[Saved entries]
+ + + + +
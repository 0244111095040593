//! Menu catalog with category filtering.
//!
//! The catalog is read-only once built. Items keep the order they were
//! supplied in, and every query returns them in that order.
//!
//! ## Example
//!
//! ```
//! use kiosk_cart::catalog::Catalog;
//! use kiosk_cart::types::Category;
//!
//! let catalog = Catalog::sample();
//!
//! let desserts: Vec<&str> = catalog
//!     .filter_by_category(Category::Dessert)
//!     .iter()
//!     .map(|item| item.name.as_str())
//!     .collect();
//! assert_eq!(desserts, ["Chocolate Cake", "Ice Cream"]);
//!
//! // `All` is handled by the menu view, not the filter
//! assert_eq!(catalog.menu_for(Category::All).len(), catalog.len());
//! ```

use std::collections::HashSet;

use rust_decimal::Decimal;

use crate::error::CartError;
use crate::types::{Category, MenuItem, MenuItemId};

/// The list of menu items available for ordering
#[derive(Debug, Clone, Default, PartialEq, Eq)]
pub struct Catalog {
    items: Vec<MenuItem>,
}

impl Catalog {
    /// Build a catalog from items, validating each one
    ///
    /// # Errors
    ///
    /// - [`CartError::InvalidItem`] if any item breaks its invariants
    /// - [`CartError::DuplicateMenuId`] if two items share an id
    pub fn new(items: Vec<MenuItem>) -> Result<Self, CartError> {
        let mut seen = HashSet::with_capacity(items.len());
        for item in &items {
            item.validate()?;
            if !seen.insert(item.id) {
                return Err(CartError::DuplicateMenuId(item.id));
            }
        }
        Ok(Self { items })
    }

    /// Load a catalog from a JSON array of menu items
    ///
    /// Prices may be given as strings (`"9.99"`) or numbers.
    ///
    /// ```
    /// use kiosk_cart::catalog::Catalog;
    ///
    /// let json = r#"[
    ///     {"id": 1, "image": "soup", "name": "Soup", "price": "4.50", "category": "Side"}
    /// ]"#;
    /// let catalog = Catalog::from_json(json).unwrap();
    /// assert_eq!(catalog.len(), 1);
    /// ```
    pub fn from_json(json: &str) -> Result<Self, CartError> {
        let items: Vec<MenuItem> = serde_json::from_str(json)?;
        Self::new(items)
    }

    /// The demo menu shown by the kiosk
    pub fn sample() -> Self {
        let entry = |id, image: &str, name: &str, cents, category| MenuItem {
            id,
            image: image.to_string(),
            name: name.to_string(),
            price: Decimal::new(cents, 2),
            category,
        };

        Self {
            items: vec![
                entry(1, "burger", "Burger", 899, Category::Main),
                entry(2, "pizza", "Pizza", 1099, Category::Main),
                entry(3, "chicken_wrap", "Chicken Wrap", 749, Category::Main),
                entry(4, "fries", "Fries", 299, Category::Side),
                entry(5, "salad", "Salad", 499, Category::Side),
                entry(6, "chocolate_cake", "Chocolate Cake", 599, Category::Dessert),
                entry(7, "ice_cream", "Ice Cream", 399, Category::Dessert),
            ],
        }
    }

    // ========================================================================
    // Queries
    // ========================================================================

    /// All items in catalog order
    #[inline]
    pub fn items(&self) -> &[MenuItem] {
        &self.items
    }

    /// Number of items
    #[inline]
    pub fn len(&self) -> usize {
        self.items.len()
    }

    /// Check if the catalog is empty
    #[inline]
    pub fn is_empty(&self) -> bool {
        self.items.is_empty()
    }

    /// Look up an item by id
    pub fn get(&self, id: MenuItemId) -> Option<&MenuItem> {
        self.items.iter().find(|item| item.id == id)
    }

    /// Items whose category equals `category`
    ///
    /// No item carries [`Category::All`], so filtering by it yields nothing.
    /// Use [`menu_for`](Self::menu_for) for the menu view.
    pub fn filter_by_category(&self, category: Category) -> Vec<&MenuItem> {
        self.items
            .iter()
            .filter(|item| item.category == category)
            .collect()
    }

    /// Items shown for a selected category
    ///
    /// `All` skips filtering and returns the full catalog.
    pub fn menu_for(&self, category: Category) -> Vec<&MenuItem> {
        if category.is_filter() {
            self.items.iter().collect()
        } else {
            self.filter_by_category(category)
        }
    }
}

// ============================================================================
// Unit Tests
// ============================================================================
+ + + + +
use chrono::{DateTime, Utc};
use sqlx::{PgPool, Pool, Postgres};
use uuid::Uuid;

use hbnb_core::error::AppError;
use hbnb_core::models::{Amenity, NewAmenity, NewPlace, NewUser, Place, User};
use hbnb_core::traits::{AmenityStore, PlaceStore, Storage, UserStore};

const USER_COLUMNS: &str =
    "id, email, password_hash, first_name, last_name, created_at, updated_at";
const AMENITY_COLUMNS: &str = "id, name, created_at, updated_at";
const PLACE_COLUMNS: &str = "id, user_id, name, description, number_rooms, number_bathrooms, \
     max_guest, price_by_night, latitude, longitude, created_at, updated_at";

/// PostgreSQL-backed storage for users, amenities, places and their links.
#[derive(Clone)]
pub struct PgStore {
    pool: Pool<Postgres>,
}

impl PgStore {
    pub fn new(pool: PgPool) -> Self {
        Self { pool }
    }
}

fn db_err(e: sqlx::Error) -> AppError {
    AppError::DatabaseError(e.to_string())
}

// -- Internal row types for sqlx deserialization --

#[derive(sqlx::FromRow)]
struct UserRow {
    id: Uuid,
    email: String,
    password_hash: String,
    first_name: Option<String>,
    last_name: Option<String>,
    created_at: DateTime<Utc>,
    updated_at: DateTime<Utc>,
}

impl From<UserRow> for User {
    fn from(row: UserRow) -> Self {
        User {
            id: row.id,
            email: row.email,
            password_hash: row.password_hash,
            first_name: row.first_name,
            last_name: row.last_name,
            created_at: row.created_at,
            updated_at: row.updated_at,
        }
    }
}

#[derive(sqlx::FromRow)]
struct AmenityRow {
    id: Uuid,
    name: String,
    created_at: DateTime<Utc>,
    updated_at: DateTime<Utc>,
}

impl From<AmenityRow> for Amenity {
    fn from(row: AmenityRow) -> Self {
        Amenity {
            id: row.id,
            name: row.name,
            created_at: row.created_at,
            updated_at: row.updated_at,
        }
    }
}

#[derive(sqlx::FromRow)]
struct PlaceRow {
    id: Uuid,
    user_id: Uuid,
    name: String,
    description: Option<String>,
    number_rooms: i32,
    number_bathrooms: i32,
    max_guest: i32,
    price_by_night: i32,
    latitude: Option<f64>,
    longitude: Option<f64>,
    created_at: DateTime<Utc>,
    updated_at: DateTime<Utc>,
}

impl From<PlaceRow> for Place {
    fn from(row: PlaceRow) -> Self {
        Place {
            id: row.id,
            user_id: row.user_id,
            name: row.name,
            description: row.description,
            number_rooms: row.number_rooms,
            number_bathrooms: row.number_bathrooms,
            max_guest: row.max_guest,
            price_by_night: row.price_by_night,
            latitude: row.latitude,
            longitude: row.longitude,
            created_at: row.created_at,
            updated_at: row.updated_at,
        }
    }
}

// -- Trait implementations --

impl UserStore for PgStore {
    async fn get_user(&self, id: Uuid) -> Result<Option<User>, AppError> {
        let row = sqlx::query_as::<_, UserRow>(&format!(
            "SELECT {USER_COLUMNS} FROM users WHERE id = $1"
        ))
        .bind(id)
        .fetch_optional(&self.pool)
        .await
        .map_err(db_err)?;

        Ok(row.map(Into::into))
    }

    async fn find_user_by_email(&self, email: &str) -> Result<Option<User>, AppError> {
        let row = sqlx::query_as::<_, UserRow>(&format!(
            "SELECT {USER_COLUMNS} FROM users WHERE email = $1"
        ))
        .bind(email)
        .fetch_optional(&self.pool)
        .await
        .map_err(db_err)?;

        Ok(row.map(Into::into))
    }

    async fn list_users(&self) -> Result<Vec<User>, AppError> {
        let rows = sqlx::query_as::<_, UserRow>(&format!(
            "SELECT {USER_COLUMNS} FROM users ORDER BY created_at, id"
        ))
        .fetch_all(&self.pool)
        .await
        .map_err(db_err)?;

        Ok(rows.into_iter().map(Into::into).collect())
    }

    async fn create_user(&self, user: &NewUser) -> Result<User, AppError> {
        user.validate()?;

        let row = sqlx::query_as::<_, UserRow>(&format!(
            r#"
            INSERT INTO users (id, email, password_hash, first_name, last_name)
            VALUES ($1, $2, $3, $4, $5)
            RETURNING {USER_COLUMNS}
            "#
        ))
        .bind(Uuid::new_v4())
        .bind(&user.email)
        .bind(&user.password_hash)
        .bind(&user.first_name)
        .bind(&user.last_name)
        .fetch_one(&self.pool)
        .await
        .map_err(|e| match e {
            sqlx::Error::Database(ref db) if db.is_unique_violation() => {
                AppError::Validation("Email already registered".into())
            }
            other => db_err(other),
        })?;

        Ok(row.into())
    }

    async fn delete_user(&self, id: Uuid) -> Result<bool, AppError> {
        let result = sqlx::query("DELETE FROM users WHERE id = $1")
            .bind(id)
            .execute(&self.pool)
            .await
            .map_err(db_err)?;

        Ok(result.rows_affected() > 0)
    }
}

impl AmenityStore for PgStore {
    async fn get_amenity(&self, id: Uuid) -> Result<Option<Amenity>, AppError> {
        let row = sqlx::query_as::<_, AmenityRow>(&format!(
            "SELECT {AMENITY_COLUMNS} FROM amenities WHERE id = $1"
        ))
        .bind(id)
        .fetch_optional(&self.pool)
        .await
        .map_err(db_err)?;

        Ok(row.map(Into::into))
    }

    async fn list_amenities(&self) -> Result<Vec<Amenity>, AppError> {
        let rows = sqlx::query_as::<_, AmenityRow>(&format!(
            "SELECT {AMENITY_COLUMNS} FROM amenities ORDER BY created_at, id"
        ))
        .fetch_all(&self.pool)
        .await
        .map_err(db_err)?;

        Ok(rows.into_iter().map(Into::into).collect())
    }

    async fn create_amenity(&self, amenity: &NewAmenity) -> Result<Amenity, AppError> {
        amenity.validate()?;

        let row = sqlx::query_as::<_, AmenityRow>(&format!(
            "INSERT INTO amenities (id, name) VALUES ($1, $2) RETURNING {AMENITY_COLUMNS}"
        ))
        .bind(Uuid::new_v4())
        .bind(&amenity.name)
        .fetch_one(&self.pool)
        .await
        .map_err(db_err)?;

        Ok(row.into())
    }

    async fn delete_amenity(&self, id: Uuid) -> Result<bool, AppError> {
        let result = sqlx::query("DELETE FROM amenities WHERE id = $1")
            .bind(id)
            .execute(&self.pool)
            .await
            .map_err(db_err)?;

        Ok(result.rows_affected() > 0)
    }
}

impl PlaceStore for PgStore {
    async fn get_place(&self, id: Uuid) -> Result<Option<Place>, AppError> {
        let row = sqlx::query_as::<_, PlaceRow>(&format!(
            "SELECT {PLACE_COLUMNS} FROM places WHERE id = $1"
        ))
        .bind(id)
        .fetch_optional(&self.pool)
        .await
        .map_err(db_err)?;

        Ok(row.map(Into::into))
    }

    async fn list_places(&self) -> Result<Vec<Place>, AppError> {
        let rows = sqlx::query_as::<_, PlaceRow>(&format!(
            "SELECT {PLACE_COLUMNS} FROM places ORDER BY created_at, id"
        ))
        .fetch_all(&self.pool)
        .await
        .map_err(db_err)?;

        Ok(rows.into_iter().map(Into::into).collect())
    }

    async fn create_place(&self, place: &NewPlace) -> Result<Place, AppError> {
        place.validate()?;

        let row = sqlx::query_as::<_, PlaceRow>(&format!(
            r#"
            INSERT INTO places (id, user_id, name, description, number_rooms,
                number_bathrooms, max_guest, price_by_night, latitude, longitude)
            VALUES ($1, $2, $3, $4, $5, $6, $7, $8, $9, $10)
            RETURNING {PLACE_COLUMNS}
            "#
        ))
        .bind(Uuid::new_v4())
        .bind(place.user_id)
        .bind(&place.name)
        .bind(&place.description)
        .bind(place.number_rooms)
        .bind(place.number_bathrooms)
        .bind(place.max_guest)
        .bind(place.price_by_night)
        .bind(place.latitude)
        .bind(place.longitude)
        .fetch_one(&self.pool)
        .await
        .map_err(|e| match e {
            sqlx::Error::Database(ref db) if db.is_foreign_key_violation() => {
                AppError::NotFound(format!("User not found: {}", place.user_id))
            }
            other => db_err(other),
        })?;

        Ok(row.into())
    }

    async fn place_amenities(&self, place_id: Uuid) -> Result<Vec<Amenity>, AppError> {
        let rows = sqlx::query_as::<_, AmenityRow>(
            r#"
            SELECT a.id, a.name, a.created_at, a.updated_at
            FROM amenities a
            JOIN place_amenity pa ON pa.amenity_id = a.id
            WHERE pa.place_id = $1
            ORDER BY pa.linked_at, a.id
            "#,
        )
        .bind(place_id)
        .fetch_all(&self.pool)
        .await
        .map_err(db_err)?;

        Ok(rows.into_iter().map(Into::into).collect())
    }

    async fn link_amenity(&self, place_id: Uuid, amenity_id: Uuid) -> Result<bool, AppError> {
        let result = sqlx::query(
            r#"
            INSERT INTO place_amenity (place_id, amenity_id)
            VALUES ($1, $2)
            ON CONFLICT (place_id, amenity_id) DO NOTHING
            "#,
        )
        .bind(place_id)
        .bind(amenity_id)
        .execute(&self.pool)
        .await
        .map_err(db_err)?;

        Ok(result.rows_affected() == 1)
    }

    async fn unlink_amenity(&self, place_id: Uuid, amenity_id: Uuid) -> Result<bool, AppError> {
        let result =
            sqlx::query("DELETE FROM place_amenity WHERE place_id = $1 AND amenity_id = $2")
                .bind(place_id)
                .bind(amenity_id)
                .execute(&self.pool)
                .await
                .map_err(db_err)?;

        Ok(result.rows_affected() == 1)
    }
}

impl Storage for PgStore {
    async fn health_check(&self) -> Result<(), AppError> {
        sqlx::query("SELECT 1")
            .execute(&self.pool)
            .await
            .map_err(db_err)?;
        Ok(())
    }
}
+ + + + +
#### EXERCISE INSTRUCTIONS
For each line in the entries that contains the string "Chocolate", make a copy.

#### COMPLETED TASK
//! assert_eq!(desserts, ["Chocolate Cake", "Ice Cream"]);
                entry(6, "chocolate_cake", "Chocolate Cake", 599, Category::Dessert),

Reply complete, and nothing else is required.